Exercise prompt: Whenever a line in the entries below contains "ImageDelivery", copy that line.

[Saved data entries]
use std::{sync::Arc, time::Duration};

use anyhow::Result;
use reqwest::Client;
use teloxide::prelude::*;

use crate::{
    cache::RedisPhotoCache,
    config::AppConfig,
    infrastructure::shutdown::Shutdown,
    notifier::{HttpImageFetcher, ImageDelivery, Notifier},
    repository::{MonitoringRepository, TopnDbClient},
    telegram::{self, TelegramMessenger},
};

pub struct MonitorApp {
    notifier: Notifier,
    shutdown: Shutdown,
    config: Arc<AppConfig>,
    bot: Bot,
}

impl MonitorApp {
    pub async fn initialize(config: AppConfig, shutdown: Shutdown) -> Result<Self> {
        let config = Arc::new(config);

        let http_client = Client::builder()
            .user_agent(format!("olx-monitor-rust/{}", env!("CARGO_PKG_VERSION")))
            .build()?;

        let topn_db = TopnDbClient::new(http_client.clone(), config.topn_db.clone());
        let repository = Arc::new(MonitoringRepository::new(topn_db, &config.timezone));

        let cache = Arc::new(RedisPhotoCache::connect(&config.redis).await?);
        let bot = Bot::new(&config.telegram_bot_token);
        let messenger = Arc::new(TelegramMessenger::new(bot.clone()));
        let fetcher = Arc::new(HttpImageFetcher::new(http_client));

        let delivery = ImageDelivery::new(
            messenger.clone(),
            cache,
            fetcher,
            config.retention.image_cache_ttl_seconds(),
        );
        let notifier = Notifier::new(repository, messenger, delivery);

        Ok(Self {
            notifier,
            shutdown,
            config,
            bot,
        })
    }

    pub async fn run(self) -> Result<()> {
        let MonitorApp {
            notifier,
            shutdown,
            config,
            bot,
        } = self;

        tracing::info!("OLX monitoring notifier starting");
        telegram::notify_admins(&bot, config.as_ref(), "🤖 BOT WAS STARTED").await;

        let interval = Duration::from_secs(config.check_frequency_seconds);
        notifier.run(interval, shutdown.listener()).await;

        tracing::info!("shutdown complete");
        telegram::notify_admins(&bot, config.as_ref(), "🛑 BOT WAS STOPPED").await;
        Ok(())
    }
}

...

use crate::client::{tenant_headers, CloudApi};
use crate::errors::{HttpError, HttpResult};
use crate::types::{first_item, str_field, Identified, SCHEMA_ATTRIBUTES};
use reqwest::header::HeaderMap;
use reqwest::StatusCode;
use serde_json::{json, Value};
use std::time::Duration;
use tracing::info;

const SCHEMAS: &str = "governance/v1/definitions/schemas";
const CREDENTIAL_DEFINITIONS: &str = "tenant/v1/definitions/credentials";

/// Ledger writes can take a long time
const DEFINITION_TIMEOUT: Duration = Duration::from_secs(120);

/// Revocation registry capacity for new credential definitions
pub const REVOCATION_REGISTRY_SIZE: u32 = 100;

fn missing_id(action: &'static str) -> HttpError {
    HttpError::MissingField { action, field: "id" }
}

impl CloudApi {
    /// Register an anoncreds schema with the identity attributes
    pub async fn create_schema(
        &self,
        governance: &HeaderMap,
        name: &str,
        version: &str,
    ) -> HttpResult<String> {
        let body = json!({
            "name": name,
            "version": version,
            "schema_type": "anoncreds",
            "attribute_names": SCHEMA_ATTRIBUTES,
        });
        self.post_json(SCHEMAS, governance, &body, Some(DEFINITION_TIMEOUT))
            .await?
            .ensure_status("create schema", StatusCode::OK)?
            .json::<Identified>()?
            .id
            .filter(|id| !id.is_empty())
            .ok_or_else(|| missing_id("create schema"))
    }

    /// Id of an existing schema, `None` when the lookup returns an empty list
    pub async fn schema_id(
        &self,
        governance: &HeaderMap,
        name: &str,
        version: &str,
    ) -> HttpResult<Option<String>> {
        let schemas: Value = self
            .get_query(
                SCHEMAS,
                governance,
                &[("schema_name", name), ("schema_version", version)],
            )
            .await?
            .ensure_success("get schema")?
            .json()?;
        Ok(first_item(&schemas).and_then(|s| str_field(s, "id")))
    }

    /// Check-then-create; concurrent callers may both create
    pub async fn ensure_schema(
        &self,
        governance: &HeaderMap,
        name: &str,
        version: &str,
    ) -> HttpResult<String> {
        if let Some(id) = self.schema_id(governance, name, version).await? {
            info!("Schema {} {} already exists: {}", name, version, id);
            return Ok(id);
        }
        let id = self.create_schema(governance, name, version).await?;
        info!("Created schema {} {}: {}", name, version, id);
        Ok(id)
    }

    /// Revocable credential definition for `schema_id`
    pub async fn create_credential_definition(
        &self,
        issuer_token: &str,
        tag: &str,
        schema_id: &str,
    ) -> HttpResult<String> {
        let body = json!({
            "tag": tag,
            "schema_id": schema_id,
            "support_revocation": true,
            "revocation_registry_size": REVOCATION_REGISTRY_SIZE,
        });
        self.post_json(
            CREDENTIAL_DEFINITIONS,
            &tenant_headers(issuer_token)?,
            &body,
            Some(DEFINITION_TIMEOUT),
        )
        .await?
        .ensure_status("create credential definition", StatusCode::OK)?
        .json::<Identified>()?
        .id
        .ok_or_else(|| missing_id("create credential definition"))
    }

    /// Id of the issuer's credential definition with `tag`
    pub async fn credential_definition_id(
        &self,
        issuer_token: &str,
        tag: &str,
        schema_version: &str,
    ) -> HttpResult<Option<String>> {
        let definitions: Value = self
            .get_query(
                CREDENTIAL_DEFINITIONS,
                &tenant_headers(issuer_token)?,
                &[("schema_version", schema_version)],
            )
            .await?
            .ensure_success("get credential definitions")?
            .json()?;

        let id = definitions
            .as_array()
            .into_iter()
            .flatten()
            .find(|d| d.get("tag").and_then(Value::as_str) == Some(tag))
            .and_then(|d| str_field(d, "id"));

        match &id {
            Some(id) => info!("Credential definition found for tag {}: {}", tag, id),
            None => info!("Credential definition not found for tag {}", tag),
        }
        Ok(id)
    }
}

Expected answer:
    notifier::{HttpImageFetcher, ImageDelivery, Notifier},
        let delivery = ImageDelivery::new(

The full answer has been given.